*** Opening of Excerpted data ***

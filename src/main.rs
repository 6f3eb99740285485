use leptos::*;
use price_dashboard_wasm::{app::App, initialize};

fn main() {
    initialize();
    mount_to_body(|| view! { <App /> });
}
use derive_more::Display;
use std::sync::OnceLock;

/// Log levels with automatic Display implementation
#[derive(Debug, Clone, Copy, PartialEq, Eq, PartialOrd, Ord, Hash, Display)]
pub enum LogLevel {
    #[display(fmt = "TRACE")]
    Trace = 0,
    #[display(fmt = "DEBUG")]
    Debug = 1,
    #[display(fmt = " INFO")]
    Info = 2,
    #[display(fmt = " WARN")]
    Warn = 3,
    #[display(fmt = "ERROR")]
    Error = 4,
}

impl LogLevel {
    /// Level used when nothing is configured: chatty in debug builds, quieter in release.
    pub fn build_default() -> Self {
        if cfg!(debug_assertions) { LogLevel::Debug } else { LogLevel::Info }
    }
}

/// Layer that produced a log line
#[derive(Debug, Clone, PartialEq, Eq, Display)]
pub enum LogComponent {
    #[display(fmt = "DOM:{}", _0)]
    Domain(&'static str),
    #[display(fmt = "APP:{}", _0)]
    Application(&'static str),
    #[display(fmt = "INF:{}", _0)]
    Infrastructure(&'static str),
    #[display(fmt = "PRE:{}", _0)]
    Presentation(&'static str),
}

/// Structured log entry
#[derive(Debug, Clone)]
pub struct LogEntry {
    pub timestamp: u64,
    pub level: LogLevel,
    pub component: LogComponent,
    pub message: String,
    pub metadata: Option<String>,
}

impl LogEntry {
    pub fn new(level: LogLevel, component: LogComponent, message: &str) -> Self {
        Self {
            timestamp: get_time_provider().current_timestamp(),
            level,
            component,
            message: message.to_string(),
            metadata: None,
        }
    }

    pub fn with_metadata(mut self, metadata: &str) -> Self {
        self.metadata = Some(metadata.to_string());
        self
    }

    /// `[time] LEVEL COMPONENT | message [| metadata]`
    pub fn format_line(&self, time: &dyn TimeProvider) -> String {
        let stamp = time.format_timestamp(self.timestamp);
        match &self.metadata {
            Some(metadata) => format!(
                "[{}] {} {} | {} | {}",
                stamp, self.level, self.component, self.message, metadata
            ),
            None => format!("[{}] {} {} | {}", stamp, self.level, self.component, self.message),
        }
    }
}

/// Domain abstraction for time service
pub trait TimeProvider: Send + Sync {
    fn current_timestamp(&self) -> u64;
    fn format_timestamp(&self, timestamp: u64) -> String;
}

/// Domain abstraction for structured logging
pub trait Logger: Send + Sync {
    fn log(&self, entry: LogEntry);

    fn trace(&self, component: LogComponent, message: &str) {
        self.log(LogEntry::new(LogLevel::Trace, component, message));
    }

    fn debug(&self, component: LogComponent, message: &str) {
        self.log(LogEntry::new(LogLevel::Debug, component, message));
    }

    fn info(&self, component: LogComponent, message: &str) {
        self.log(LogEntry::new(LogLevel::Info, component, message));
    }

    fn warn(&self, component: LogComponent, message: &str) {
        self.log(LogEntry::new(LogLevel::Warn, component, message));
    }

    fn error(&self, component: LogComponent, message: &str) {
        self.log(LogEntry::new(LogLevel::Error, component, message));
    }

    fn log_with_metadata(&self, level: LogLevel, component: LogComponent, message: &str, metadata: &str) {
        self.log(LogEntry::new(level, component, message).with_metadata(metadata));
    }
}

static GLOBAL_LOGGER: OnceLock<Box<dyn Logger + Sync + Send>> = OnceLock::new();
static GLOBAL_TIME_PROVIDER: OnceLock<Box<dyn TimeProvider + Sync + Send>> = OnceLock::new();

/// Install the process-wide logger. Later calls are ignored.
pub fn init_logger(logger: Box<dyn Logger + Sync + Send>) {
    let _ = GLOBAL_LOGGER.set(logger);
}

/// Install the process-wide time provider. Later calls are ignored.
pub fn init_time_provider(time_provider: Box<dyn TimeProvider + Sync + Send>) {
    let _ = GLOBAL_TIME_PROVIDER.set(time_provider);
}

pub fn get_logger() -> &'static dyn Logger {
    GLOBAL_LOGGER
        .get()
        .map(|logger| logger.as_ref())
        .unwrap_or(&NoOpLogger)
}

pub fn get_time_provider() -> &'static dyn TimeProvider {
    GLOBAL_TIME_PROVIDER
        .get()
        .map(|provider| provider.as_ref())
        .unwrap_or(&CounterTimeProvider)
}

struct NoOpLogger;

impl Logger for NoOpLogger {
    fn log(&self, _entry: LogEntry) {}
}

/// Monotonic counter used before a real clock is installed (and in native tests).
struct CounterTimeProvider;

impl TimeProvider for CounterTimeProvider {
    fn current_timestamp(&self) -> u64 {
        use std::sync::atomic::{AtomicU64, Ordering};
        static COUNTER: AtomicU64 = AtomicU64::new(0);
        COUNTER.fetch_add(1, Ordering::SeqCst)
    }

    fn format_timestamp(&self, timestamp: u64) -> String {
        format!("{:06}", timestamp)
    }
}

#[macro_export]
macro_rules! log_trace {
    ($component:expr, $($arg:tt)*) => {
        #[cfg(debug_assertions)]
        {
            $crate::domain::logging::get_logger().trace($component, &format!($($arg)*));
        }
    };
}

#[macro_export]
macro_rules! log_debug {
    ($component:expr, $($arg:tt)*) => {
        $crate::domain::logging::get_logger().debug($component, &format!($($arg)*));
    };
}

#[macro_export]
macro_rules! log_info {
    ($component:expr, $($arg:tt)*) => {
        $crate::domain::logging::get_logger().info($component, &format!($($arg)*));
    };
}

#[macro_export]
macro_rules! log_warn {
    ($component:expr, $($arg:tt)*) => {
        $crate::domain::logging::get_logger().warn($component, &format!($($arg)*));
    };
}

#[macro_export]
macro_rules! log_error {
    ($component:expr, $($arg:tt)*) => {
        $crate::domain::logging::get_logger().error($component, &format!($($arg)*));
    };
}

*** Close of Excerpted data ***
*** Opening of Excerpted data ***

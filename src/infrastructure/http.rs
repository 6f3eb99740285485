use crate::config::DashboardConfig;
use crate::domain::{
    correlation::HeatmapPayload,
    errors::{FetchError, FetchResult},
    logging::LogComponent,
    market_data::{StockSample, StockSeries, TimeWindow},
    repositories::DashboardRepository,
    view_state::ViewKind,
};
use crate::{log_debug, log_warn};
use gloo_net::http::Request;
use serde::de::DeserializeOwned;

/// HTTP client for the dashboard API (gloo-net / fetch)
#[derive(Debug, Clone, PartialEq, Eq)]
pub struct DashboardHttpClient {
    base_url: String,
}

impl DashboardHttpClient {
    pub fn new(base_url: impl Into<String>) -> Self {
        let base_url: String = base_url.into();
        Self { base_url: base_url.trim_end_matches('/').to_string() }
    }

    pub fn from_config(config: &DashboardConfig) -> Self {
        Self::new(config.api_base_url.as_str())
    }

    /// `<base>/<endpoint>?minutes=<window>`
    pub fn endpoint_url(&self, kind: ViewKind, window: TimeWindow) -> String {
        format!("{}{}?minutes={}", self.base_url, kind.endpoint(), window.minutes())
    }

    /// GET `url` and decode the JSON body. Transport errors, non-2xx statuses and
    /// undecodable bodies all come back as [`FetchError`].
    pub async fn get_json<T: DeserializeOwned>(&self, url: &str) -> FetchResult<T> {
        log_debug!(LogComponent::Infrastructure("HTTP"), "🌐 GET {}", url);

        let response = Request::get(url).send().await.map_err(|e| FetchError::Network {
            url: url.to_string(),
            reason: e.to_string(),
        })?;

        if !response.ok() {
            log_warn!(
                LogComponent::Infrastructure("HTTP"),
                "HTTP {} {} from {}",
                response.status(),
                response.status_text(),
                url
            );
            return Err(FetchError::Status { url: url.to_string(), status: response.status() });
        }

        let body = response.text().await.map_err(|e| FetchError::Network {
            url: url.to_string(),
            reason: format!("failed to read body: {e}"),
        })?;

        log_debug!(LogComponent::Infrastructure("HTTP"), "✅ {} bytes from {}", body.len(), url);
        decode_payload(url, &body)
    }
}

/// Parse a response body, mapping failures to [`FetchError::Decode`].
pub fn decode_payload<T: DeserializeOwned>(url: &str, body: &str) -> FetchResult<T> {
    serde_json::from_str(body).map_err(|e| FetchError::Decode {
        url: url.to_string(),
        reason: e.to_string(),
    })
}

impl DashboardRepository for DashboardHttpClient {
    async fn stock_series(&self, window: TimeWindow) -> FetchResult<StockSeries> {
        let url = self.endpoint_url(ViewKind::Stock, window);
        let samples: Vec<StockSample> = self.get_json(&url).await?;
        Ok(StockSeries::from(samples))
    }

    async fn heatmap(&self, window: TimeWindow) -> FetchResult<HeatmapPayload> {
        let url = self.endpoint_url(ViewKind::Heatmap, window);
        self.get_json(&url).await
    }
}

*** Close of Excerpted data ***

Could you write out, exactly as they stand, only the lines above that begin at the line with "filename src/main.rs" and stop after the line with "LEVEL COMPONENT |"?

filename src/main.rs
repository 6f3eb99740285485
use leptos::*;
use price_dashboard_wasm::{app::App, initialize};

fn main() {
    initialize();
    mount_to_body(|| view! { <App /> });
}
use derive_more::Display;
use std::sync::OnceLock;

/// Log levels with automatic Display implementation
#[derive(Debug, Clone, Copy, PartialEq, Eq, PartialOrd, Ord, Hash, Display)]
pub enum LogLevel {
    #[display(fmt = "TRACE")]
    Trace = 0,
    #[display(fmt = "DEBUG")]
    Debug = 1,
    #[display(fmt = " INFO")]
    Info = 2,
    #[display(fmt = " WARN")]
    Warn = 3,
    #[display(fmt = "ERROR")]
    Error = 4,
}

impl LogLevel {
    /// Level used when nothing is configured: chatty in debug builds, quieter in release.
    pub fn build_default() -> Self {
        if cfg!(debug_assertions) { LogLevel::Debug } else { LogLevel::Info }
    }
}

/// Layer that produced a log line
#[derive(Debug, Clone, PartialEq, Eq, Display)]
pub enum LogComponent {
    #[display(fmt = "DOM:{}", _0)]
    Domain(&'static str),
    #[display(fmt = "APP:{}", _0)]
    Application(&'static str),
    #[display(fmt = "INF:{}", _0)]
    Infrastructure(&'static str),
    #[display(fmt = "PRE:{}", _0)]
    Presentation(&'static str),
}

/// Structured log entry
#[derive(Debug, Clone)]
pub struct LogEntry {
    pub timestamp: u64,
    pub level: LogLevel,
    pub component: LogComponent,
    pub message: String,
    pub metadata: Option<String>,
}

impl LogEntry {
    pub fn new(level: LogLevel, component: LogComponent, message: &str) -> Self {
        Self {
            timestamp: get_time_provider().current_timestamp(),
            level,
            component,
            message: message.to_string(),
            metadata: None,
        }
    }

    pub fn with_metadata(mut self, metadata: &str) -> Self {
        self.metadata = Some(metadata.to_string());
        self
    }

    /// `[time] LEVEL COMPONENT | message [| metadata]`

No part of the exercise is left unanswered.